The silver is usually recovered by precipitating it from the aqua-fortis by means of pure copper or by precipitation by muriatic acid and reduction. If the solution be perfectly saturated, no precipitation can take place till a few drops of aqua-fortis are added to the liquor. The precipitate of silver must be well washed with boiling water, and may be fused with nitre, or tested off with lead.

_Parting by Cementation._

A cement is prepared, composed of 4 parts of bricks powdered and sifted; of 1 part of green vitriol calcined till it becomes red; and of 1 part of common salt. This is to be made into a firm paste with a little water. It is called the cement royal.

The gold to be cemented is reduced into plates as thin as money. At the bottom of the crucible or cementing pot, a stratum of cement, of the thickness of a finger, is put, which is covered with plates of gold; and so the strata are placed alternately. The whole is covered with a lid, which is luted with a mixture of clay and sand. This pot must be placed in a furnace or oven, heated gradually till it becomes red-hot, in which it must be continued during 24 hours. The heat must not melt the gold. The pot or crucible is then suffered to cool; and the gold carefully separated from the cement, and boiled at different times in a large quantity of pure water. It is then assayed upon a touch-stone, or otherwise; and if it be not sufficiently pure, it is cemented a second time. In this process the sulphuric acid of the calcined vitriol decomposes the common salt during the cementation, by uniting to its alkaline base, while the muriatic acid becomes concentrated by the heat and dissolves the silver alloyed with the gold.

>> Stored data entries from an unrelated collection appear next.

//! Driving ports (Inbound API)

use crate::domain::{CatchupReport, CatchupResult, RepairReport, TrustedTip};
use async_trait::async_trait;
use shared_types::Block;

/// What the node process drives catchup through.
#[async_trait]
pub trait CatchupApi: Send {
    /// Self-repair, then sync to the network height and drain queued gossip.
    async fn run(&mut self) -> CatchupResult<CatchupReport>;

    /// Height a quorum of peers agrees on, `None` if no quorum formed.
    async fn discover_network_height(&self) -> Option<u64>;

    /// Replay stored blocks the state has not applied yet.
    fn repair_chain_state(&mut self) -> CatchupResult<RepairReport>;

    /// Queue a gossip block and apply whatever now extends the tip.
    ///
    /// Returns how many blocks were applied.
    fn receive_block(&mut self, block: Block) -> CatchupResult<usize>;

    /// Last verified and applied block.
    fn trusted_tip(&self) -> TrustedTip;
}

This is a very troublesome process, though it succeeds when the portion of silver is so small that it would be defended from the action of aqua-fortis by the superabundant gold; but is little used, except to extract silver, or base metals, from the surface of gold, and thus giving to an alloyed metal the color and appearance of pure gold.

_Pattinson's Process._

For separating silver from lead ores, enables us to reduce profitably ores containing but 1 oz. of silver to the ton. It depends upon the fact that an alloy of lead and silver when cooled, with occasional stirring, to near the point of solidification, crystallizes in part, and these crystals are found to contain much less lead than the original fused mass. Eight or ten cast-iron pots are arranged in line and heated. Into the centre one a charge, say 5 tons, of the original alloy is put; as the crystals form they are removed by means of a perforated ladle, and put in the pot to the right until about four-fifths have been removed; the remaining enriched lead is transferred to the pot to the left. This process is continued with the remaining pots, thus gradually enriching to the left and becoming poorer to the right. The rich alloy, termed lead riches, is then cupelled.